To date, there has been no systematic, comprehensive evaluation and synthesis of measures used to assess muscle mass, strength and function in the critically ill across the continuum of recovery including examination of the clinimetric properties of these measures. There have been two published systematic reviews addressing use of outcome measures in the critically ill [12, 13]. However, these reviews are either focused on one specific aspect of clinimetric evaluation (e.g. only reliability [12]), or one type of outcome of interest (e.g. only physical function [13]).

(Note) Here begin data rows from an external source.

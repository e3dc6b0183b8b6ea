//! Issue/pull labels.

use serde::Serialize;

/// A label definition in a repository.
#[derive(Debug, Clone, Default, PartialEq, Serialize)]
pub struct Label {
    pub id: u64,
    pub name: String,
    pub description: String,
    /// Colour as `0xRRGGBB00`; the low byte is reserved and always zero.
    pub color: u32,
}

Therefore, the objectives of this review were to:

  • identify measures which are used to evaluate muscle mass, strength and function in the critically ill population, at any point along the trajectory of critical illness recovery (including in ICU, hospital, and post-hospitalisation settings) and

  • evaluate, synthesise and compare the clinimetric properties of the measures identified.

The consensus-based standards for the selection of health status measurement instruments (COSMIN) and the preferred reporting items for systematic reviews and meta-analyses (PRISMA) guidelines were followed (http://www.prisma-statement.org).

Methods

Protocol

The review was registered on PROSPERO (CRD4201400893). The search for this systematic review was conducted in two parts: part 1 involved the identification of measures, which have been used to evaluate muscle mass, strength and function in the critically ill. This first search allowed a list of measures to be generated. Part 2 involved a second search conducted to identify papers examining the clinimetric properties of measures identified in part 1.

Part 1: identification of measures

Five electronic databases were searched by one reviewer using a systematic, comprehensive and reproducible search strategy [Electronic Supplementary Material (ESM) Table E1]. Electronic databases were accessed via The University of Melbourne, Australia library with the last search run on 17 October 2014. Two independent reviewers determined eligibility against pre-determined criteria (Table 1). A list of measures, was generated from the results of part 1.

Table 1 Study eligibility for inclusion in systematic review (parts 1 and 2)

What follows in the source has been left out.